In Fig. 1 both the spectrum and the transmission pattern are shown.
Fig. 1. Rigorously calculated transmission through a slit-array with 25 slits,
t=200 nm, d=150 nm, a=600 nm and 400 nm < λ < 800 nm. White light impinges
the array at the bottom of the image. (a) λ=560 nm, (b) λ=800 nm and (c) the
spectrum (all scaled to their maximal value).
The pattern in Fig. 1a resembles an interference pattern, which can occur because λ<a.
The individual high intensity lobes are found to have dimensions that are similar to the
illumination point spread function of the confocal microscope. Since the detection mechanism
is also similar, the resulting point spread function (PSF) is comparable for both systems (see
also section 3.1).
A similar pattern is observed by Shao [14], who used surface-plasmon-assisted
nanolithography to observe the transmission pattern of a slit-array. The similarity of the
measured pattern in [14] with our calculated field distribution strongly confirms the
significance of the calculation.
3
MIDFIELD MICROSCOPE
A pattern with high distinct and high intensity spots is formed after light passing a golden
array. This pattern has high potential to be used as illumination in the microscope we termed
midfield. The image formation in this microscope is comparable with the confocal
microscope in the sense that both of them use a limited illuminated area and detection through
some sort of pinhole. After explaining the theoretical aspects on resolution, the experimental
set-up and preliminary results are shown.
3.1
Resolution in midfield and confocal microscope
The resolution is defined as the shortest distance between two points that can still be resolved.

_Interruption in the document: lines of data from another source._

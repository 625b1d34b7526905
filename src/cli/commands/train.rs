//! Train command - Train one learner on the lake

use std::path::{Path, PathBuf};

use anyhow::{Context, Result};
use clap::{Parser, ValueEnum};

use crate::{
    analysis::{render_path, render_policy, trace_greedy_path},
    cli::{
        config::{LakeArgs, LearningArgs},
        output::{format_duration, format_number, print_kv, print_metrics_summary, print_section, print_subsection},
    },
    export::{write_metrics_csv, write_q_table_csv},
    lake::FrozenLakeEnv,
    learning::Algorithm,
    pipeline::{
        JsonlObserver, LogObserver, MilestoneObserver, ProgressObserver, TrainingConfig,
        TrainingPipeline,
    },
};

/// Control algorithm to train
#[derive(Debug, Clone, Copy, PartialEq, Eq, ValueEnum)]
pub enum LearnerType {
    /// First-visit Monte Carlo control
    MonteCarlo,
    /// SARSA (on-policy TD control)
    Sarsa,
    /// Q-learning (off-policy TD control)
    QLearning,
}

impl From<LearnerType> for Algorithm {
    fn from(learner: LearnerType) -> Self {
        match learner {
            LearnerType::MonteCarlo => Algorithm::MonteCarlo,
            LearnerType::Sarsa => Algorithm::Sarsa,
            LearnerType::QLearning => Algorithm::QLearning,
        }
    }
}

#[derive(Parser, Debug)]
#[command(about = "Train a learner", allow_negative_numbers = true)]
pub struct TrainArgs {
    /// Type of learner to train
    #[arg(value_enum)]
    pub learner: LearnerType,

    /// Number of training episodes
    #[arg(long, short = 'e', default_value_t = 250_000)]
    pub episodes: usize,

    #[command(flatten)]
    pub learning: LearningArgs,

    #[command(flatten)]
    pub lake: LakeArgs,

    /// Random seed for reproducibility
    #[arg(long)]
    pub seed: Option<u64>,

    /// Hide the progress bar
    #[arg(long)]
    pub no_progress: bool,

    /// Log the recent success rate every N episodes
    #[arg(long)]
    pub log_interval: Option<usize>,

    /// Optional path for writing a summary JSON file
    #[arg(long)]
    pub summary: Option<PathBuf>,

    /// Optional CSV file for per-episode metrics
    #[arg(long)]
    pub metrics: Option<PathBuf>,

    /// Optional CSV file for the learned action values
    #[arg(long)]
    pub q_table: Option<PathBuf>,

    /// Optional file for JSONL observations
    #[arg(long)]
    pub observations: Option<PathBuf>,
}

/// Default file name when `--summary` names a directory.
const SUMMARY_FILE_NAME: &str = "training_summary.json";

/// Resolve `--summary` to a JSON file path.
///
/// A directory argument (trailing separator or no file name) gets
/// [`SUMMARY_FILE_NAME`]; any other extension is replaced by `.json`.
fn summary_file_path(requested: &Path) -> PathBuf {
    let names_directory = requested
        .as_os_str()
        .to_string_lossy()
        .ends_with(std::path::is_separator)
        || requested.file_name().is_none();
    if names_directory {
        return requested.join(SUMMARY_FILE_NAME);
    }

    let is_json = requested
        .extension()
        .is_some_and(|ext| ext.eq_ignore_ascii_case("json"));
    if is_json {
        requested.to_path_buf()
    } else {
        requested.with_extension("json")
    }
}

pub fn execute(args: TrainArgs) -> Result<()> {
    let lake = args.lake.load()?;
    let hyperparameters = args.learning.hyperparameters()?;
    let algorithm = Algorithm::from(args.learner);

    let summary_path = args.summary.as_deref().map(|raw| {
        let resolved = summary_file_path(raw);
        if resolved != raw {
            println!("Summary path normalized to {}", resolved.display());
        }
        resolved
    });

    let mut env = FrozenLakeEnv::new(lake)?;
    let mut learner = algorithm.build(hyperparameters.clone(), args.seed)?;

    print_section(&format!("Training {}", algorithm.name()));
    print_kv("Lake", &format!("{}x{}, {} holes", env.rows(), env.cols(), env.holes().len()));
    print_kv("Episodes", &format_number(args.episodes));
    print_kv("Max steps", &format_number(hyperparameters.max_steps));
    print_kv("Discount", &hyperparameters.discount.to_string());
    match algorithm {
        Algorithm::MonteCarlo => print_kv("Step size", &hyperparameters.monte_carlo_step_size.to_string()),
        Algorithm::Sarsa | Algorithm::QLearning => {
            print_kv("Learning rate", &hyperparameters.learning_rate.to_string())
        }
    }
    print_kv("Exploration", &hyperparameters.exploration.to_string());
    if let Some(seed) = args.seed {
        print_kv("Seed", &seed.to_string());
    }

    let mut pipeline = TrainingPipeline::new(TrainingConfig {
        num_episodes: args.episodes,
        seed: args.seed,
    })
    .with_observer(Box::new(MilestoneObserver::new()));
    if !args.no_progress {
        pipeline = pipeline.with_observer(Box::new(ProgressObserver::new()));
    }
    if let Some(interval) = args.log_interval {
        pipeline = pipeline.with_observer(Box::new(LogObserver::new(interval)));
    }
    if let Some(path) = &args.observations {
        let observer = JsonlObserver::new(path)
            .with_context(|| format!("Failed to create observation file {}", path.display()))?;
        pipeline = pipeline.with_observer(Box::new(observer));
    }

    let result = pipeline.run(learner.as_mut(), &mut env)?;

    print_subsection("Results");
    print_metrics_summary(&result.metrics.summary());
    print_kv("States visited", &format_number(result.q_table.len()));
    print_kv("Training time", &format_duration(result.elapsed));

    print_subsection("Learned policy");
    print!("{}", render_policy(&result.q_table, &env));

    let path = trace_greedy_path(&result.q_table, &env);
    print_subsection("Greedy path");
    print!("{}", render_path(&env, &path));
    println!("  {} moves, {}", path.len(), path.stop);

    if let Some(path) = &args.metrics {
        write_metrics_csv(path, &[(algorithm.label(), &result.metrics)])?;
        println!("\nMetrics written to {}", path.display());
    }
    if let Some(path) = &args.q_table {
        write_q_table_csv(path, &result.q_table, &env)?;
        println!("Action values written to {}", path.display());
    }
    if let Some(path) = &summary_path {
        if let Some(parent) = path.parent().filter(|p| !p.as_os_str().is_empty()) {
            std::fs::create_dir_all(parent)?;
        }
        result
            .summary()
            .save(path)
            .with_context(|| format!("Failed to write summary to {}", path.display()))?;
        println!("Summary written to {}", path.display());
    }

    Ok(())
}

#[cfg(test)]
mod tests {
    use super::*;

    #[test]
    fn test_summary_file_path() {
        assert_eq!(summary_file_path(Path::new("out/run")), PathBuf::from("out/run.json"));
        assert_eq!(summary_file_path(Path::new("out/run.txt")), PathBuf::from("out/run.json"));
        assert_eq!(summary_file_path(Path::new("out/run.JSON")), PathBuf::from("out/run.JSON"));
        assert_eq!(
            summary_file_path(Path::new("out/")),
            PathBuf::from("out/training_summary.json")
        );
        assert_eq!(
            summary_file_path(Path::new("..")),
            PathBuf::from("../training_summary.json")
        );
    }

    #[test]
    fn test_learner_type_maps_to_algorithm() {
        assert_eq!(Algorithm::from(LearnerType::MonteCarlo), Algorithm::MonteCarlo);
        assert_eq!(Algorithm::from(LearnerType::Sarsa), Algorithm::Sarsa);
        assert_eq!(Algorithm::from(LearnerType::QLearning), Algorithm::QLearning);
    }
}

This depends on the image of a single point, denoted as PSFsystem. In the confocal microscope
PSFsystem is (PSFlens)2 which is the result of multiplication of illumination and detection PSFlens
(with the appropriate illumination and detection wavelengths), both done with the same lens.
In the midfield microscope the illumination is executed with the special transmission pattern
through the hole-array. Therefore, the PSFsystem is given by PSFlens·TI, in which TI is the
transmitted intensity distribution.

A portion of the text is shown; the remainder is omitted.